Sensation: Protein aus Gras – bald auch für die menschliche Ernährung?

Sensation: Protein aus Gras – bald auch für die menschliche Ernährung?

16.05.2024

Veganer:innen essen nur Gras? Was bisher ein abfällig ausgesprochenes Klischee war, könnte in Zukunft eiweißreiche Wirklichkeit werden: Ein innovativer österreichischer Umweltexperte beschäftigt sich mit der Gewinnung von Proteinen aus Gras für die menschliche Ernährung. Dadurch könnte Grünland in Österreich in Zukunft effizienter genutzt werden.

Aus Gras wird Protein

Eine Kuh bringt ausgewachsen mehrere hundert Kilo auf die Waage. Dabei besteht ihr Futter aus Gras und Heu – die Nährstoffe aus den grünen Halmen reichen dafür aus, dass die Kuh gesund zu ihrer vollen Größe heranwächst. Könnte man dieselben Nährstoffe dann nicht auch für Menschen nutzbar machen? Der Umwelt- und Energieexperte Martin Mandl hat sich diese Frage schon vor Jahren gestellt und ist der Antwort mit seinen Forschungen im Bereich der Bioraffination inzwischen ein großes Stück näher gekommen. In einer Bioraffinerie werden die gewünschten Stoffe aus der zugrundeliegenden Biomasse isoliert. Im Fall von Martin Mandls EU-Life-Projekt „farm4more“ im Waldviertel handelt es sich dabei um die Extraktion von Aminosäuren (also den Bausteinen für Proteine) aus biozertifiziertem Kleegras. Dabei wird die gesamte Biomasse verwendet und es entsteht kein Abfall, denn nach der Extraktion werden die Reste zu Biogas umgewandelt.
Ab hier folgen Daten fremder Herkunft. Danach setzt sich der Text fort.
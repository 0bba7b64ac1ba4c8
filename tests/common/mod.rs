use axum::Router;
use axum::body::Body;
use axum::http::Request;
use axum::response::Response;
use classdesk::config::jwt::JwtConfig;
use classdesk::middleware::role::UserRole;
use classdesk::modules;
use classdesk::modules::users::model::User;
use classdesk::modules::users::service::UserService;
use classdesk::router::init_router;
use classdesk::state::AppState;
use classdesk::utils::jwt::create_access_token;
use classdesk::utils::password::hash_password;
use http_body_util::BodyExt;
use sqlx::PgPool;
use uuid::Uuid;

pub fn test_jwt_config() -> JwtConfig {
    JwtConfig {
        secret: "test_secret_key_for_testing_purposes".to_string(),
        issuer: "classdesk-tests".to_string(),
        audience: "classdesk-clients".to_string(),
        expiry_minutes: 60,
    }
}

/// Bootstrap the schema and build a router around the test pool.
pub async fn setup_test_app(pool: PgPool) -> Router {
    modules::ensure_schema(&pool).await.unwrap();

    let state = AppState {
        db: pool,
        jwt_config: test_jwt_config(),
    };
    init_router(state)
}

pub fn generate_unique_email() -> String {
    format!("test-{}@test.com", Uuid::new_v4())
}

/// Seed a user with the given role and return it with a valid bearer token.
#[allow(dead_code)]
pub async fn create_test_user(pool: &PgPool, role: UserRole) -> (User, String) {
    let email = generate_unique_email();
    let hashed = hash_password("testpass123").unwrap();

    let user = UserService::create(pool, "Test User", &email, &hashed, role)
        .await
        .unwrap();

    let (token, _) = create_access_token(&user, &test_jwt_config()).unwrap();

    (user, token)
}

#[allow(dead_code)]
pub fn json_request(
    method: &str,
    uri: &str,
    token: Option<&str>,
    body: Option<serde_json::Value>,
) -> Request<Body> {
    let mut builder = Request::builder()
        .method(method)
        .uri(uri)
        .header("content-type", "application/json");

    if let Some(token) = token {
        builder = builder.header("authorization", format!("Bearer {}", token));
    }

    let body = match body {
        Some(value) => Body::from(serde_json::to_string(&value).unwrap()),
        None => Body::empty(),
    };

    builder.body(body).unwrap()
}

#[allow(dead_code)]
pub async fn body_json(response: Response) -> serde_json::Value {
    let bytes = response.into_body().collect().await.unwrap().to_bytes();
    serde_json::from_slice(&bytes).unwrap()
}
use sqlx::PgPool;
use tracing::instrument;

use crate::config::jwt::JwtConfig;
use crate::middleware::role::UserRole;
use crate::modules::users::model::User;
use crate::modules::users::service::UserService;
use crate::utils::errors::AppError;
use crate::utils::jwt::create_access_token;
use crate::utils::password::{hash_password, verify_password};

use super::model::{LoginRequest, LoginResponse, RegisterRequest};

pub struct AuthService;

impl AuthService {
    #[instrument(skip(db, dto))]
    pub async fn register(db: &PgPool, dto: RegisterRequest) -> Result<User, AppError> {
        let hashed_password = hash_password(&dto.password)?;

        UserService::create(db, &dto.name, &dto.email, &hashed_password, UserRole::User).await
    }

    /// A missing account and a wrong password produce the same rejection,
    /// so the response never reveals which addresses are registered.
    #[instrument(skip(db, dto, jwt_config))]
    pub async fn login(
        db: &PgPool,
        dto: LoginRequest,
        jwt_config: &JwtConfig,
    ) -> Result<LoginResponse, AppError> {
        let stored = UserService::find_by_email(db, &dto.email)
            .await?
            .ok_or_else(Self::invalid_credentials)?;

        if !verify_password(&dto.password, &stored.password)? {
            return Err(Self::invalid_credentials());
        }

        let user = User {
            id: stored.id,
            name: stored.name,
            email: stored.email,
            role: stored.role,
        };

        let (access_token, expires_at) = create_access_token(&user, jwt_config)?;

        Ok(LoginResponse {
            access_token,
            expires_at,
        })
    }

    fn invalid_credentials() -> AppError {
        AppError::unauthorized(anyhow::anyhow!("Invalid email or password"))
    }
}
Auch in anderen europäischen Ländern wie Dänemark, Finnland, den Niederlanden und Irland wird bereits mit ähnlichen Herstellungsverfahren experimentiert. Aminosäuren-Extrakte sind natürlich nur die Basis für Produkte, die in den Supermarktregalen landen könnten. Christoph Geil, ein findiger deutscher Landwirt, experimentiert ebenfalls mit Proteinen aus Gras und hat daraus bereits Produkte wie Käse, Fleischlaibchen und Currywurst hergestellt.

Eiweiß – ohne Umweg über Futtermittel

Derzeit sind jedoch weder Gras noch Extrakte oder Produkte daraus in der EU als Lebensmittel für den menschlichen Verzehr zugelassen. Die Aminosäuren-Extrakte aus Grassäften, die bei Versuchsprojekten wie dem von Martin Mandl hergestellt werden, sind zum jetzigen Zeitpunkt noch primär als alternatives Futtermittel (z. B. für Schweine, aber auch für Hunde und Katzen) gedacht. Eine Zulassung von Grasprotein als neuartigem Lebensmittel würde zwar Zeit und Geld kosten, sich letztendlich aber lohnen: Schließlich bedeutet das Verfüttern von Pflanzenproteinen an Tiere mit dem Ziel, Fleisch oder Milchprodukte herzustellen, einen Umweg über den Tiermagen.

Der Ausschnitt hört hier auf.